The government currently has no plan for what to do when the money runs short. One possibility is that everyone’s check in 2035 will be for 75 percent of what it was in 2034. Another possibility is that all those who received checks in 2034 will get the same amount in 2035 and new recipients will have benefits trimmed to fit the remaining funds. A third possibility is that those who are entitled to the highest dollar benefits will get nothing (on the presumption that they had high incomes and so likely have other sources of retirement income) so that those with smaller benefits can be paid their whole entitlement. And other possibilities exist, too.

It’s also possible that Congress will act to change the program so that none of these possibilities take place. Indeed, earlier this year H.R. 860 (The Social Security 2100 Act) was introduced in the U. S. House of Representatives to do just that. The House Ways & Means Committee held a hearing on this bill on July 25, 2019. As of July 30, the bill had 211 co-sponsors—nearly enough for the full House to pass the bill and send it on to the Senate.

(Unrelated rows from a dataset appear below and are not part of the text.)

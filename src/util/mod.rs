/// Number of bits needed to hold `count - 1`, the size-minus-one value of a dimension.
///
/// This is `32 - clz(count - 1)`, where a count of one (or zero, which wraps to all ones and is
/// never passed by callers that validated their input) needs no bits at all.
pub(crate) fn bits_for_count(count: u32) -> u32 {
    32 - count.wrapping_sub(1).leading_zeros()
}

/// Round `value` up to the next multiple of the power-of-two `align`.
pub(crate) fn align_up(value: u64, align: u64) -> u64 {
    debug_assert!(align.is_power_of_two());
    let mask = align - 1;
    (value + mask) & !mask
}

/// A contiguous run of bits inside a 32-bit word.
#[derive(Clone, Copy, Debug, PartialEq, Eq)]
pub(crate) struct Bits {
    pub(crate) shift: u32,
    pub(crate) width: u32,
}

impl Bits {
    pub(crate) const fn new(shift: u32, width: u32) -> Self {
        Bits { shift, width }
    }

    pub(crate) const fn mask(self) -> u32 {
        (((1u64 << self.width) - 1) as u32) << self.shift
    }

    /// Replace the field inside `word`, or `None` if `value` does not fit the width.
    pub(crate) fn insert(self, word: u32, value: u32) -> Option<u32> {
        if u64::from(value) >= 1u64 << self.width {
            return None;
        }

        Some((word & !self.mask()) | (value << self.shift))
    }

    pub(crate) fn extract(self, word: u32) -> u32 {
        (word & self.mask()) >> self.shift
    }
}
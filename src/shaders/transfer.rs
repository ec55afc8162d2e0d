//! Parameter blobs of the transfer kernels.
//!
//! Image data is reached through the bound texture and render target, buffer data through
//! the absolute addresses passed here.
use core::mem::offset_of;

use bytemuck::{Pod, Zeroable};

use super::{KernelParams, ParamField};

/// Image to buffer, one compute invocation per texel.
#[derive(Clone, Copy, Debug, Default, PartialEq, Eq, Pod, Zeroable)]
#[repr(C)]
pub struct ImageToBufferParams {
    /// Address of the texel at the region origin.
    pub dst: u64,
    pub dst_slice_stride: u64,
    pub dst_row_stride: u32,
    /// Region origin in the sampled texture.
    pub src_offset: [u32; 3],
    /// Invocations outside of the extent do nothing.
    pub extent: [u32; 3],
    pub reserved: u32,
}

/// Buffer to image, one fragment per destination texel.
#[derive(Clone, Copy, Debug, Default, PartialEq, Eq, Pod, Zeroable)]
#[repr(C)]
pub struct BufferToImageParams {
    /// Address of the buffer texel copied to the region origin of the slice.
    pub src: u64,
    pub src_slice_stride: u64,
    pub src_row_stride: u32,
    /// Region origin in the render target.
    pub dst_offset: [u32; 2],
    pub reserved: u32,
}

/// Image to image, one fragment per destination texel.
///
/// Source coordinates arrive as a vertex attribute.
#[derive(Clone, Copy, Debug, Default, PartialEq, Eq, Pod, Zeroable)]
#[repr(C)]
pub struct ImageToImageParams {
    /// The depth slice of a 3D source.
    pub src_slice: u32,
    pub sample_count: u32,
    pub reserved: [u32; 2],
}

/// Block copy between buffers, also used for updates from staged data.
#[derive(Clone, Copy, Debug, Default, PartialEq, Eq, Pod, Zeroable)]
#[repr(C)]
pub struct BufferCopyParams {
    pub src: u64,
    pub dst: u64,
}

#[derive(Clone, Copy, Debug, Default, PartialEq, Eq, Pod, Zeroable)]
#[repr(C)]
pub struct FillParams {
    pub dst: u64,
    pub value: u32,
    pub reserved: u32,
}

impl KernelParams for ImageToBufferParams {
    const FIELDS: &'static [ParamField] = &[
        ParamField::new("dst", offset_of!(Self, dst), 8),
        ParamField::new("dst_slice_stride", offset_of!(Self, dst_slice_stride), 8),
        ParamField::new("dst_row_stride", offset_of!(Self, dst_row_stride), 4),
        ParamField::new("src_offset", offset_of!(Self, src_offset), 12),
        ParamField::new("extent", offset_of!(Self, extent), 12),
    ];
}

impl KernelParams for BufferToImageParams {
    const FIELDS: &'static [ParamField] = &[
        ParamField::new("src", offset_of!(Self, src), 8),
        ParamField::new("src_slice_stride", offset_of!(Self, src_slice_stride), 8),
        ParamField::new("src_row_stride", offset_of!(Self, src_row_stride), 4),
        ParamField::new("dst_offset", offset_of!(Self, dst_offset), 8),
    ];
}

impl KernelParams for ImageToImageParams {
    const FIELDS: &'static [ParamField] = &[
        ParamField::new("src_slice", offset_of!(Self, src_slice), 4),
        ParamField::new("sample_count", offset_of!(Self, sample_count), 4),
    ];
}

impl KernelParams for BufferCopyParams {
    const FIELDS: &'static [ParamField] = &[
        ParamField::new("src", offset_of!(Self, src), 8),
        ParamField::new("dst", offset_of!(Self, dst), 8),
    ];
}

impl KernelParams for FillParams {
    const FIELDS: &'static [ParamField] = &[
        ParamField::new("dst", offset_of!(Self, dst), 8),
        ParamField::new("value", offset_of!(Self, value), 4),
    ];
}
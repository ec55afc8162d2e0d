use super::{EncodeError, Encoder};
use crate::buffer::BufferResource;
use crate::command::{FillRequest, FillSize, UpdateRequest};
use crate::format::{FormatKey, OperationKind, WORD_FORMAT};
use crate::job::JobHandle;
use crate::shaders::transfer::{BufferCopyParams, FillParams};

/// The largest update, in bytes.
pub const MAX_UPDATE_SIZE: usize = 65536;

const WORD: u64 = 4;
const WORD_LOG2: u32 = 2;

impl Encoder<'_, '_> {
    /// Repeat a word over a range of a buffer.
    ///
    /// Offset and byte count must be multiples of four. A whole-size fill ends at the last
    /// complete word of the buffer.
    pub fn encode_fill(&mut self, request: &FillRequest<'_>) -> Result<Vec<JobHandle>, EncodeError> {
        let dst = request.dst;
        check_word_aligned(request.offset)?;

        let size = match request.size {
            FillSize::Bytes(size) => {
                check_word_aligned(size)?;
                size
            }
            FillSize::WholeSize => {
                dst.size.checked_sub(request.offset).unwrap_or(0) / WORD * WORD
            }
        };

        check_range(dst, request.offset, size)?;
        if size == 0 {
            return Ok(vec![]);
        }

        let kernel =
            self.transfer_kernel(OperationKind::FillBuffer, &FormatKey::linear(WORD_FORMAT))?;
        let base = dst.address(request.offset);
        let value = request.value;

        log::trace!("fill {} bytes at {:?} with {:#010x}", size, base, value);
        self.linear_jobs(kernel, size >> WORD_LOG2, WORD_LOG2, |offset| FillParams {
            dst: base.offset(offset).0,
            value,
            reserved: 0,
        })
    }

    /// Copy host data into a buffer.
    ///
    /// The data is staged in the scratch pool, so it may be dropped as soon as this returns.
    pub fn encode_update(
        &mut self,
        request: &UpdateRequest<'_>,
    ) -> Result<Vec<JobHandle>, EncodeError> {
        let size = request.data.len();
        if size > MAX_UPDATE_SIZE {
            return Err(EncodeError::UpdateTooLarge { size });
        }

        check_word_aligned(request.offset)?;
        check_word_aligned(size as u64)?;
        check_range(request.dst, request.offset, size as u64)?;

        if size == 0 {
            return Ok(vec![]);
        }

        let kernel =
            self.transfer_kernel(OperationKind::UpdateBuffer, &FormatKey::linear(WORD_FORMAT))?;
        let staged = self.pool.upload(request.data, WORD)?;
        let base = request.dst.address(request.offset);

        self.linear_jobs(kernel, size as u64 >> WORD_LOG2, WORD_LOG2, |offset| {
            BufferCopyParams {
                src: staged.offset(offset).0,
                dst: base.offset(offset).0,
            }
        })
    }
}

fn check_word_aligned(value: u64) -> Result<(), EncodeError> {
    match value % WORD {
        0 => Ok(()),
        _ => Err(EncodeError::Misaligned { value, align: WORD }),
    }
}

fn check_range(buffer: &BufferResource, offset: u64, size: u64) -> Result<(), EncodeError> {
    if buffer.contains(offset, size) {
        return Ok(());
    }

    Err(EncodeError::BufferOutOfBounds {
        offset,
        size,
        buffer_size: buffer.size,
    })
}
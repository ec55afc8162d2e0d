//! The requests an encoder accepts.
//!
//! Requests borrow the resources they operate on, they only live for the duration of one
//! encoding call.
use wgpu::TextureAspect;

use crate::buffer::{BufferResource, ImageResource};
use crate::pool::GpuAddress;

/// Selects layers of one mip level and one aspect of an image.
#[derive(Clone, Copy, Debug, PartialEq, Eq, Hash)]
pub struct ImageSubresource {
    pub aspect: TextureAspect,
    pub mip_level: u32,
    pub base_array_layer: u32,
    pub layer_count: u32,
}

/// A region copied between two images.
///
/// For 3D images the third coordinate of offsets and extent selects depth slices, for all
/// others it must be zero and one respectively and layers are selected by the subresources.
#[derive(Clone, Copy, Debug, PartialEq, Eq, Hash)]
pub struct ImageCopy {
    pub src_subresource: ImageSubresource,
    pub src_offset: [u32; 3],
    pub dst_subresource: ImageSubresource,
    pub dst_offset: [u32; 3],
    pub extent: [u32; 3],
}

/// A region copied between a buffer and an image.
#[derive(Clone, Copy, Debug, PartialEq, Eq, Hash)]
pub struct BufferImageCopy {
    pub buffer_offset: u64,
    /// Texels per buffer row, zero for tightly packed rows.
    pub buffer_row_length: u32,
    /// Rows per buffer slice, zero for tightly packed slices.
    pub buffer_image_height: u32,
    pub image_subresource: ImageSubresource,
    pub image_offset: [u32; 3],
    pub image_extent: [u32; 3],
}

#[derive(Clone, Copy, Debug, PartialEq, Eq, Hash)]
pub struct BufferCopy {
    pub src_offset: u64,
    pub dst_offset: u64,
    pub size: u64,
}

/// One copy operation.
#[derive(Clone, Copy, Debug)]
pub enum CopyRequest<'a> {
    ImageToImage {
        src: &'a ImageResource,
        dst: &'a ImageResource,
        region: ImageCopy,
    },
    BufferToImage {
        src: &'a BufferResource,
        dst: &'a ImageResource,
        region: BufferImageCopy,
    },
    ImageToBuffer {
        src: &'a ImageResource,
        dst: &'a BufferResource,
        region: BufferImageCopy,
    },
    BufferToBuffer {
        src: &'a BufferResource,
        dst: &'a BufferResource,
        region: BufferCopy,
    },
}

/// The byte count of a fill.
#[derive(Clone, Copy, Debug, PartialEq, Eq, Hash)]
pub enum FillSize {
    Bytes(u64),
    /// Up to the end of the buffer, rounded down to whole words.
    WholeSize,
}

/// Repeat a 32-bit word over a range of a buffer.
#[derive(Clone, Copy, Debug)]
pub struct FillRequest<'a> {
    pub dst: &'a BufferResource,
    pub offset: u64,
    pub size: FillSize,
    pub value: u32,
}

/// Write host data into a buffer.
#[derive(Clone, Copy, Debug)]
pub struct UpdateRequest<'a> {
    pub dst: &'a BufferResource,
    pub offset: u64,
    pub data: &'a [u8],
}

/// The descriptors a user compute kernel runs with.
///
/// Null pointers are left unbound, except for the thread storage which defaults to the
/// stream's shared descriptor.
#[derive(Clone, Copy, Debug, Default, PartialEq, Eq)]
pub struct DispatchBindings {
    pub renderer_state: GpuAddress,
    pub thread_storage: GpuAddress,
    pub uniform_buffers: GpuAddress,
    pub push_uniforms: GpuAddress,
    pub textures: GpuAddress,
    pub samplers: GpuAddress,
    pub attributes: GpuAddress,
    pub attribute_buffers: GpuAddress,
}

#[derive(Clone, Copy, Debug, PartialEq, Eq)]
pub struct DispatchRequest {
    pub bindings: DispatchBindings,
    pub local_size: [u32; 3],
    pub workgroups: [u32; 3],
}

/// A dispatch whose workgroup counts are read from GPU memory when the stream executes.
#[derive(Clone, Copy, Debug, PartialEq, Eq)]
pub struct IndirectDispatchRequest {
    pub bindings: DispatchBindings,
    pub local_size: [u32; 3],
    /// Address of three `u32` workgroup counts.
    pub indirect: GpuAddress,
    /// Where the resolved counts are made visible to the kernel, null to skip a dimension.
    pub num_workgroups: [GpuAddress; 3],
}

impl ImageSubresource {
    /// The first `layer_count` layers of a level.
    pub fn layers(aspect: TextureAspect, mip_level: u32, layer_count: u32) -> Self {
        ImageSubresource {
            aspect,
            mip_level,
            base_array_layer: 0,
            layer_count,
        }
    }
}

There are essentially seven major provisions in H.R. 860. Two of them raise payroll taxes to help fund Social Security benefits. Oddly, other provisions raise Social Security benefits. The two that raise payroll taxes are:

  • Payroll subject to taxation. Currently, Social Security payroll tax (on employee and employer) currently stops at $132,900 (indexed by increases in the average wage). H.R. 860 would create a new payroll tax beginning at $400,000 without cap. The $400,000 would be frozen (not indexed), so that over time, an increasing number of people would be affected by it.
  • Payroll tax rate increase. Currently the payroll tax is 6.2 percent on employer and employee. H.R. 860 would raise it by 0.05 percentage points per year over 24 years (beginning in 2020) up to 7.4 percent (in 2043) each on employer and employee. Note that this higher rate would apply to payroll income up to $132,900 (indexed) and payroll income of $400,000 and over (not indexed). Note that if average wages grow at 2 percent per year, the $132,900 in 2019 would become $213,800 in 2043 and keep climbing after that.

The provisions that raise Social Security benefits are mostly focused on low- and moderate-income earners:

  • There would be a small increase in the formula for the lowest “tier” for computing benefits. This would affect everyone receiving benefits. The percent effect on checks would depend on the base amount but because this change affects only the lowest tier, it would have the greatest effect on those whose average career wage was low. One actuary estimated the dollar increase to be $28.
  • Cost of living adjustment (COLA) change. Currently, the COLA for Social Security is the CPI-W (the cost of living for wage earners). Since 1982 the Bureau of Labor Statistics has been computing a cost-of-living index for elderly consumers (62 and over)—designated the CPI-E—which H.R. 860 would substitute for the CPI-W in the Social Security COLA formula. Because the CPI-E weighs spending on medical care and housing more heavily than does the CPI-W, and because prices in these categories have been rising faster than other categories, it is estimated that if past trends continue, this change could increase the COLA by 0.2 percent per year.
  • Alternative minimum benefits. For individuals who worked for more than 10 years, the bill creates an alternative minimum benefit. A qualifying beneficiary would receive that alternative minimum if it is higher than the standard calculated benefit amount.
  • Income taxation of Social Security benefits. The thresholds for income taxation of Social Security income currently are expressed in frozen dollar amounts but H.R. 860 would double these amounts. This would lower the income to the Social Security reserve funds but would make Social Security income-tax-free for more people.
  • Earnings-related benefits. New (but tiny) additional benefits for retirees whose average earnings were $400,000 and above to recognize the new payroll taxes they’ll pay while working.